::: Exercise inputs

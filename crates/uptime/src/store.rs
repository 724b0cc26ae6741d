//! Append-only scan log per target.

use std::collections::HashMap;
use std::sync::{Arc, Mutex, RwLock};

use async_trait::async_trait;

use crate::error::StoreError;
use crate::scan::{MonitoredTarget, ScanResult};

/// Scan persistence required by the check cycle
#[async_trait]
pub trait ScanStore: Send + Sync {
    /// Persist a scan and return it with its per-target sequence assigned.
    ///
    /// Appends for one target are serialized; the returned scan always
    /// orders after every scan previously appended for that target.
    async fn append(&self, target: &MonitoredTarget, scan: ScanResult) -> Result<ScanResult, StoreError>;

    /// Up to `n` scans for the target, newest first
    async fn last_n(&self, target: &MonitoredTarget, n: usize) -> Result<Vec<ScanResult>, StoreError>;
}

#[derive(Default)]
struct TargetLog {
    next_sequence: u64,
    scans: Vec<ScanResult>,
}

/// Process-local scan store
#[derive(Default)]
pub struct InMemoryScanStore {
    logs: RwLock<HashMap<String, Arc<Mutex<TargetLog>>>>,
}

impl InMemoryScanStore {
    pub fn new() -> Self {
        Self::default()
    }

    fn log_for(&self, target_id: &str) -> Result<Arc<Mutex<TargetLog>>, StoreError> {
        if let Some(log) = self.logs.read().map_err(poisoned)?.get(target_id) {
            return Ok(log.clone());
        }

        let mut logs = self.logs.write().map_err(poisoned)?;
        Ok(logs.entry(target_id.to_string()).or_default().clone())
    }
}

fn poisoned<T>(_: std::sync::PoisonError<T>) -> StoreError {
    StoreError::Unavailable("scan log lock poisoned".to_string())
}

#[async_trait]
impl ScanStore for InMemoryScanStore {
    async fn append(&self, target: &MonitoredTarget, mut scan: ScanResult) -> Result<ScanResult, StoreError> {
        let log = self.log_for(&target.id)?;
        let mut log = log.lock().map_err(poisoned)?;

        log.next_sequence += 1;
        scan.sequence = log.next_sequence;
        // createdAt never goes backwards within one target
        if let Some(last) = log.scans.last() {
            scan.created_at = scan.created_at.max(last.created_at);
        }

        log.scans.push(scan.clone());
        Ok(scan)
    }

    async fn last_n(&self, target: &MonitoredTarget, n: usize) -> Result<Vec<ScanResult>, StoreError> {
        let Some(log) = self.logs.read().map_err(poisoned)?.get(&target.id).cloned() else {
            return Ok(Vec::new());
        };
        let log = log.lock().map_err(poisoned)?;

        Ok(log.scans.iter().rev().take(n).cloned().collect())
    }
}
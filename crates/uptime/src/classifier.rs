//! Turns a raw transport result into a scan.
//!
//! Classification is total and side-effect free: every [`RawResult`]
//! yields a [`ScanResult`], and the same input with the same clock yields
//! the same record.

use chrono::{DateTime, Utc};

use crate::scan::{MonitoredTarget, RawResult, SENTINEL_RESPONSE_TIME_MS, ScanResult};

/// Reason used when the response carries no reason phrase
const UNKNOWN_REASON: &str = "Unknown Status";

/// Classify `raw` for `target`, stamping the scan with the current time
pub fn classify(target: &MonitoredTarget, raw: &RawResult) -> ScanResult {
    classify_at(target, raw, Utc::now())
}

/// Classify `raw` for `target` with an explicit creation time
pub fn classify_at(target: &MonitoredTarget, raw: &RawResult, created_at: DateTime<Utc>) -> ScanResult {
    let response_time_ms = raw.transfer_time_ms().unwrap_or(SENTINEL_RESPONSE_TIME_MS);

    let (was_online, response_status) = match raw {
        RawResult::TransportError { message, .. } => (false, message.clone()),
        RawResult::Response { status_code, reason_phrase, body, .. } => {
            let keyword_found = target.keyword().is_none_or(|keyword| contains_bytes(body, keyword.as_bytes()));

            if *status_code == 200 && !keyword_found {
                let keyword = target.keyword().unwrap_or_default();
                (false, format!("Keyword: {keyword} not found (200)"))
            } else {
                let reason = match reason_phrase.trim() {
                    "" => UNKNOWN_REASON,
                    phrase => phrase,
                };
                (*status_code == 200 && keyword_found, format!("{reason} ({status_code})"))
            }
        }
    };

    ScanResult { response_status, response_time_ms, was_online, created_at, sequence: 0 }
}

/// Case-sensitive substring search on raw bytes, independent of the body's encoding
fn contains_bytes(haystack: &[u8], needle: &[u8]) -> bool {
    needle.is_empty() || haystack.windows(needle.len()).any(|window| window == needle)
}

::::::

## Prompt
The response must consist solely of the lines from the first line of the entries through the line containing "within one target", repeated exactly.

## Response to this exercise
filename crates/uptime/src/store.rs
repository 724b0cc26ae6741d
//! Append-only scan log per target.

use std::collections::HashMap;
use std::sync::{Arc, Mutex, RwLock};

use async_trait::async_trait;

use crate::error::StoreError;
use crate::scan::{MonitoredTarget, ScanResult};

/// Scan persistence required by the check cycle
#[async_trait]
pub trait ScanStore: Send + Sync {
    /// Persist a scan and return it with its per-target sequence assigned.
    ///
    /// Appends for one target are serialized; the returned scan always
    /// orders after every scan previously appended for that target.
    async fn append(&self, target: &MonitoredTarget, scan: ScanResult) -> Result<ScanResult, StoreError>;

    /// Up to `n` scans for the target, newest first
    async fn last_n(&self, target: &MonitoredTarget, n: usize) -> Result<Vec<ScanResult>, StoreError>;
}

#[derive(Default)]
struct TargetLog {
    next_sequence: u64,
    scans: Vec<ScanResult>,
}

/// Process-local scan store
#[derive(Default)]
pub struct InMemoryScanStore {
    logs: RwLock<HashMap<String, Arc<Mutex<TargetLog>>>>,
}

impl InMemoryScanStore {
    pub fn new() -> Self {
        Self::default()
    }

    fn log_for(&self, target_id: &str) -> Result<Arc<Mutex<TargetLog>>, StoreError> {
        if let Some(log) = self.logs.read().map_err(poisoned)?.get(target_id) {
            return Ok(log.clone());
        }

        let mut logs = self.logs.write().map_err(poisoned)?;
        Ok(logs.entry(target_id.to_string()).or_default().clone())
    }
}

fn poisoned<T>(_: std::sync::PoisonError<T>) -> StoreError {
    StoreError::Unavailable("scan log lock poisoned".to_string())
}

#[async_trait]
impl ScanStore for InMemoryScanStore {
    async fn append(&self, target: &MonitoredTarget, mut scan: ScanResult) -> Result<ScanResult, StoreError> {
        let log = self.log_for(&target.id)?;
        let mut log = log.lock().map_err(poisoned)?;

        log.next_sequence += 1;
        scan.sequence = log.next_sequence;
        // createdAt never goes backwards within one target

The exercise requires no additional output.